====== SOURCE MATERIAL

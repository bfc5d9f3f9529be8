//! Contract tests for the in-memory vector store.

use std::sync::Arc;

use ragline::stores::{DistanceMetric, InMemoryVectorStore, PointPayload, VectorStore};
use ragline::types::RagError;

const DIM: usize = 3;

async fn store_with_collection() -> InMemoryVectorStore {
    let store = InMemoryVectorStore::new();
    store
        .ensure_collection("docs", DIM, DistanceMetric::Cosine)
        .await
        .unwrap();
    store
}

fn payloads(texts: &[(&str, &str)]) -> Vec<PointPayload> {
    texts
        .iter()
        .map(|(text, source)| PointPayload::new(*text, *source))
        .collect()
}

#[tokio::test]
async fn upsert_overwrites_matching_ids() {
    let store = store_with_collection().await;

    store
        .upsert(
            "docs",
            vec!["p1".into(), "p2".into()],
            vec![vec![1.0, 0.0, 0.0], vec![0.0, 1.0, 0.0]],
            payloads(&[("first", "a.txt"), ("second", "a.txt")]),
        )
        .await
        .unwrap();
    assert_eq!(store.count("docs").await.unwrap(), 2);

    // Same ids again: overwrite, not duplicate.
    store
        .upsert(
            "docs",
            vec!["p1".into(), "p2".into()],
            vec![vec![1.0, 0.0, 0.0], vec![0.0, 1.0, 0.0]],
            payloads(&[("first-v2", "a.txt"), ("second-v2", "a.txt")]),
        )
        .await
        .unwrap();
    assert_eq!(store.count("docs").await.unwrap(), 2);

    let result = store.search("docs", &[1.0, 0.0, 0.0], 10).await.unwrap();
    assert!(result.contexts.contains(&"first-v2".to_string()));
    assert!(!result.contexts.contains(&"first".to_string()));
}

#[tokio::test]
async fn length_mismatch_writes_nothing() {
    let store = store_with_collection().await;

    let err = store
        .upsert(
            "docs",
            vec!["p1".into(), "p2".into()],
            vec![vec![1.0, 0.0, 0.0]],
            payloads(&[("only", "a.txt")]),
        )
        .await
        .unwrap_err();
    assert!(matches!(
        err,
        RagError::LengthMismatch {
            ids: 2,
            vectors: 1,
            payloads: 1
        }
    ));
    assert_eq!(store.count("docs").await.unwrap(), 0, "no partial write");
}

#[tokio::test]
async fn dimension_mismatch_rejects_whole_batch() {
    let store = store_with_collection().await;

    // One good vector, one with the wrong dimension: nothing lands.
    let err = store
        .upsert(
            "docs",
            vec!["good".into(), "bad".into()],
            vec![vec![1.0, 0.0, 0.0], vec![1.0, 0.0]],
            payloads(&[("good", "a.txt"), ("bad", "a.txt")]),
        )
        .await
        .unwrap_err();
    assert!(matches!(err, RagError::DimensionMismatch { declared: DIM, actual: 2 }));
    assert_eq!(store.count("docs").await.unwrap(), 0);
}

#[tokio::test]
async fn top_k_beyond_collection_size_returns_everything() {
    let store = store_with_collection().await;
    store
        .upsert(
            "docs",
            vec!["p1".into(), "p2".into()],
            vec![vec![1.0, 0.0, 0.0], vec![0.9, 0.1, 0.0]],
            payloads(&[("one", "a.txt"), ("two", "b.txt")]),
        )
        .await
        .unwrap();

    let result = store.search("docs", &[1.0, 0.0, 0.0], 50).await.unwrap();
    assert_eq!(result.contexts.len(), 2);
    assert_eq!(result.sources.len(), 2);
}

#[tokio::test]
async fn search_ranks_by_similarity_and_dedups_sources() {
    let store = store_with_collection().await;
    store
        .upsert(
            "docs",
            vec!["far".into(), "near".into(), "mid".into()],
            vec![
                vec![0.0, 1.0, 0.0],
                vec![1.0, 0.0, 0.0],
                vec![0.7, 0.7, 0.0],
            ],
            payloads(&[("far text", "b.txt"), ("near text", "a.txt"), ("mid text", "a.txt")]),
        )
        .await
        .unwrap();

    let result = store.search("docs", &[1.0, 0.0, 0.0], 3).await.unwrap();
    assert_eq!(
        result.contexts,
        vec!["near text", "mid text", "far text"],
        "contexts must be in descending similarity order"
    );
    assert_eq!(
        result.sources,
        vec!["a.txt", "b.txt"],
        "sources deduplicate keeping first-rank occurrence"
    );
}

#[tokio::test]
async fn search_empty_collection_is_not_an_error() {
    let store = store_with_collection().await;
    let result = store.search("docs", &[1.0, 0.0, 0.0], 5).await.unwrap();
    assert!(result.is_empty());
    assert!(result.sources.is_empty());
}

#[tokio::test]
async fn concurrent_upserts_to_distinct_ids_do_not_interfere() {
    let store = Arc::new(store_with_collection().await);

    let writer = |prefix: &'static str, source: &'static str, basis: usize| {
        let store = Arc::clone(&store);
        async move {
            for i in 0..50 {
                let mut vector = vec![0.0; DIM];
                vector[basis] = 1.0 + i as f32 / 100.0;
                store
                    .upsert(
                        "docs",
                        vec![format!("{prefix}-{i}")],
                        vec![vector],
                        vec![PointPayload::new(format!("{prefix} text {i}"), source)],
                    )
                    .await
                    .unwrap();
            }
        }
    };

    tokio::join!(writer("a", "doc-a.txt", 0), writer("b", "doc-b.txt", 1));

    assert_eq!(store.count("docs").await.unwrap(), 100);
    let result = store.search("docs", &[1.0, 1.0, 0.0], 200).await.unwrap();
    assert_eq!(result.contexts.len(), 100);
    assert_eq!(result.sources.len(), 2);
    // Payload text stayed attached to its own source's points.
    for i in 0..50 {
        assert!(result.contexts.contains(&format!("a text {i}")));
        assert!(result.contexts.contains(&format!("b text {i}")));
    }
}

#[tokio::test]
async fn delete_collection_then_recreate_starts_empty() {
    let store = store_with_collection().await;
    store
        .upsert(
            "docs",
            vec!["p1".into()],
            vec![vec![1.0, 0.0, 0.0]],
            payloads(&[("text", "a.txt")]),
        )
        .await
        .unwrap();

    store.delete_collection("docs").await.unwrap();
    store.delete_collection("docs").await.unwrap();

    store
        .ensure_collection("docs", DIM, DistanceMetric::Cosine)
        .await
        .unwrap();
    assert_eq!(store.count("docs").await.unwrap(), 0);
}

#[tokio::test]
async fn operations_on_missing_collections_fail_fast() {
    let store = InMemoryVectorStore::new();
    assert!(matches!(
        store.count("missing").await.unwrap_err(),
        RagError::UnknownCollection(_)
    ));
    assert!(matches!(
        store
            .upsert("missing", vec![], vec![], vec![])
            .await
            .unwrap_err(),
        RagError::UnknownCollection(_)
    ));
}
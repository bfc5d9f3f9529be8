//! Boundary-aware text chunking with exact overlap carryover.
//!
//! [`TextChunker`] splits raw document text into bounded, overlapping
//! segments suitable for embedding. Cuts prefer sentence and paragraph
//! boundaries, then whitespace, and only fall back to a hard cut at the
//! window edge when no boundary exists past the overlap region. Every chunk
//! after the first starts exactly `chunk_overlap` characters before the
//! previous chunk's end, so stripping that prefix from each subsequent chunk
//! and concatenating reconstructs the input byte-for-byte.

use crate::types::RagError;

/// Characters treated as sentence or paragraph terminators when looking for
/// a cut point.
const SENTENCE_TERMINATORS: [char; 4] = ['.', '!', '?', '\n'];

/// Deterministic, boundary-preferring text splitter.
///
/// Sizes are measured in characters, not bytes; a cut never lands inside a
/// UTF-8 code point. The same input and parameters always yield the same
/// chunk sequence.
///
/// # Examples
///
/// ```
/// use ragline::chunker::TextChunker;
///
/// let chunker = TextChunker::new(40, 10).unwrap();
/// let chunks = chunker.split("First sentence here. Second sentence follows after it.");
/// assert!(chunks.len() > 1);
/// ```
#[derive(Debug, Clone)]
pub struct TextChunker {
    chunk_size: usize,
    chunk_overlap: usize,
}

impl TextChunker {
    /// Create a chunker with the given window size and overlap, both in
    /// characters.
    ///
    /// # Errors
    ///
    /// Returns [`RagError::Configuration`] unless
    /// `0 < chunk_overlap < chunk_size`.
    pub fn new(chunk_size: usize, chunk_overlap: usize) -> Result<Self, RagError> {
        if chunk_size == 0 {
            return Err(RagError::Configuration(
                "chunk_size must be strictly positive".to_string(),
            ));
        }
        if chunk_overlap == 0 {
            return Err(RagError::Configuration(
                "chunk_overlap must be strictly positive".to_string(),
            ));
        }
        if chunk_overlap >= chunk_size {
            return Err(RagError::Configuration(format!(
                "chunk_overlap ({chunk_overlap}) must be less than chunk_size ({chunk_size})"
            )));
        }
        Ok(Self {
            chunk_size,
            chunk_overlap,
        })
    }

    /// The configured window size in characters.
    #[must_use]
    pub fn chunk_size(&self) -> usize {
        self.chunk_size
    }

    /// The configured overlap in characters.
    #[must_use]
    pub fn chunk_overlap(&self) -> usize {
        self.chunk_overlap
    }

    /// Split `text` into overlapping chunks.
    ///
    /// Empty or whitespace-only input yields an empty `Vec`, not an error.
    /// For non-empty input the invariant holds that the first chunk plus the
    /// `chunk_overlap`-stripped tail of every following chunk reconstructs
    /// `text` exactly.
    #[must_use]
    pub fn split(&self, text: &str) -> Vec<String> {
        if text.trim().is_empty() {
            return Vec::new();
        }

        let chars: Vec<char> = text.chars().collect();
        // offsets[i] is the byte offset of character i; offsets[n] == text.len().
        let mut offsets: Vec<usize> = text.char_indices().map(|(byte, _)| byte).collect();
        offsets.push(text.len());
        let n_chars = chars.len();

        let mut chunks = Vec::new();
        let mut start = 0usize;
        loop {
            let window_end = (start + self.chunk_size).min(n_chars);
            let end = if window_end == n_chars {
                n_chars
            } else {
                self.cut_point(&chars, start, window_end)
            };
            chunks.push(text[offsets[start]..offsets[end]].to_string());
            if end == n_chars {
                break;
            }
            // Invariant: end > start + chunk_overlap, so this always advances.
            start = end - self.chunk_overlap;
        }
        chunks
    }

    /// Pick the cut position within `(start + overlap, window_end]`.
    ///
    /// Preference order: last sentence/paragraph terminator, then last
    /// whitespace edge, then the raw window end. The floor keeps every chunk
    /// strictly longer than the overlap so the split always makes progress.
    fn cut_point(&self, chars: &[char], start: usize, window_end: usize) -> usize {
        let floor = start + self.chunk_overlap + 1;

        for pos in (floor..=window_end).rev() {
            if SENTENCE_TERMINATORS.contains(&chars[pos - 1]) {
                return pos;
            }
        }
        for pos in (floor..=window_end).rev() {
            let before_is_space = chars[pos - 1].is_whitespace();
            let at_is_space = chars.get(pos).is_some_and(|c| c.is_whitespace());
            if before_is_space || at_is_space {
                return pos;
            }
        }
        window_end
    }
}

============

Among the lines above, count those containing the word "input" and give nothing but the result.

### EXPECTED ANSWER
4